Figure 4. Software Hazard Criticality Matrix [From [2]]
Figure 4 utilizes the Control Category scheme given by MIL-STD-882C. With regards to the Control Category schemes, The Joint Software System Safety Handbook [2] states that, “The SSS [Software System Safety] team must
review these lists and tailor them to meet the objectives of the SSP [System Safety Program] and software development program.” For the purpose of this thesis, the Control Category scheme of MIL-STD-882C, as presented in Figure 4, will be assumed.

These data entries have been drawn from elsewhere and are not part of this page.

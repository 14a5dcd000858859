//! Control events and the sending side of the control channel.

use thiserror::Error;
use tokio::sync::{mpsc, oneshot};

use crate::config::BackendConfig;
use crate::load_balancer::{StrategyError, StrategyKind};

/// Default capacity of the control channel.
pub const CONTROL_CHANNEL_CAPACITY: usize = 64;

/// A configuration change, consumed exactly once by the control loop.
#[derive(Debug)]
pub enum Event {
    /// `strategy/change`: replace the active strategy.
    StrategyChange(StrategyKind),
    /// `strategy/edit`: set the pinned index of the static strategy.
    StrategyEdit {
        index: usize,
        reply: Option<oneshot::Sender<Result<(), StrategyError>>>,
    },
    /// `backend/add`: register a new backend.
    BackendAdd(BackendConfig),
    /// `exit`: stop the control loop.
    Exit,
}

impl Event {
    /// Command name as typed in the shell.
    pub fn name(&self) -> &'static str {
        match self {
            Event::StrategyChange(_) => "strategy/change",
            Event::StrategyEdit { .. } => "strategy/edit",
            Event::BackendAdd(_) => "backend/add",
            Event::Exit => "exit",
        }
    }
}

/// Errors from submitting control events.
#[derive(Debug, Error)]
pub enum ControlError {
    /// The control loop has stopped.
    #[error("control loop is not running")]
    Closed,

    #[error(transparent)]
    Strategy(#[from] StrategyError),
}

/// Sending side of the control channel. Cheap to clone.
#[derive(Debug, Clone)]
pub struct ControlHandle {
    tx: mpsc::Sender<Event>,
}

impl ControlHandle {
    /// Create a control channel.
    pub fn channel(capacity: usize) -> (Self, mpsc::Receiver<Event>) {
        let (tx, rx) = mpsc::channel(capacity);
        (Self { tx }, rx)
    }

    /// Queue an event.
    pub async fn send(&self, event: Event) -> Result<(), ControlError> {
        self.tx.send(event).await.map_err(|_| ControlError::Closed)
    }

    pub async fn change_strategy(&self, kind: StrategyKind) -> Result<(), ControlError> {
        self.send(Event::StrategyChange(kind)).await
    }

    pub async fn add_backend(&self, host: impl Into<String>, port: u16) -> Result<(), ControlError> {
        self.send(Event::BackendAdd(BackendConfig::new(host, port))).await
    }

    /// Set the static index and wait for the control loop's verdict.
    pub async fn edit_strategy(&self, index: usize) -> Result<(), ControlError> {
        let (reply_tx, reply_rx) = oneshot::channel();
        self.send(Event::StrategyEdit {
            index,
            reply: Some(reply_tx),
        })
        .await?;
        reply_rx.await.map_err(|_| ControlError::Closed)??;
        Ok(())
    }

    pub async fn exit(&self) -> Result<(), ControlError> {
        self.send(Event::Exit).await
    }

    /// Whether the control loop has stopped receiving.
    pub fn is_closed(&self) -> bool {
        self.tx.is_closed()
    }
}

The Joint Software System Safety Handbook [2] emphasizes the fact that the SHCM is not intended to be used directly as a Hazard Risk Index (HRI) matrix. Because it is not possible to assign a probability of occurrence, the risk assessment provided by the SHCM is not entirely compatible with the risk assessment of a HRI. Instead, the SHCM reflects risk in the unique terms of software, indicating a level of rigor required to address the risk level. In some cases, the risk level may warrant an alternative solution that does not utilize software control. Therefore, when determining hazard risk that includes software causal factors, engineering judgment must be applied to determine a level of probability, taking into consideration the SHCM rating, the level of rigor applied, and the resultant safety measures developed.
2. Hazard Causal Factors
Software hazards are in and of themselves causal factors to system hazards. As discussed earlier, software cannot create a mishap by itself. However, software is often responsible for system functionality that can create mishaps. The linkage of system hazards to software hazards (causal factors) requires an in-depth understanding of system functionality. Software functionality contributing to system hazards is identified as a first-order causal factor. They are in themselves hazards, but with further analysis second and even third-order causal factors can be revealed. Analysis of software causal-factors beyond first- order is typically only required for medium- and high-level risks as identified in the SHCM. Although this is a generally accepted rule of thumb, and in this thesis assumed to be the norm, it may be the case that certain industries, or applications of software have determined a different level of analysis. Therefore,
any metric framework measuring the depth of software causal factor analysis must be tailorable to the different standards of measurement of sufficiency.
For the purpose of this thesis software hazard causal factors, since they are in fact hazards themselves, will be referred to as software hazards. Any reference to software hazards must be taken in context, but generically they will always be causal factors. It is also assumed that medium- and high-level software hazards require analysis to the level of third-order causal factors, unless justified otherwise.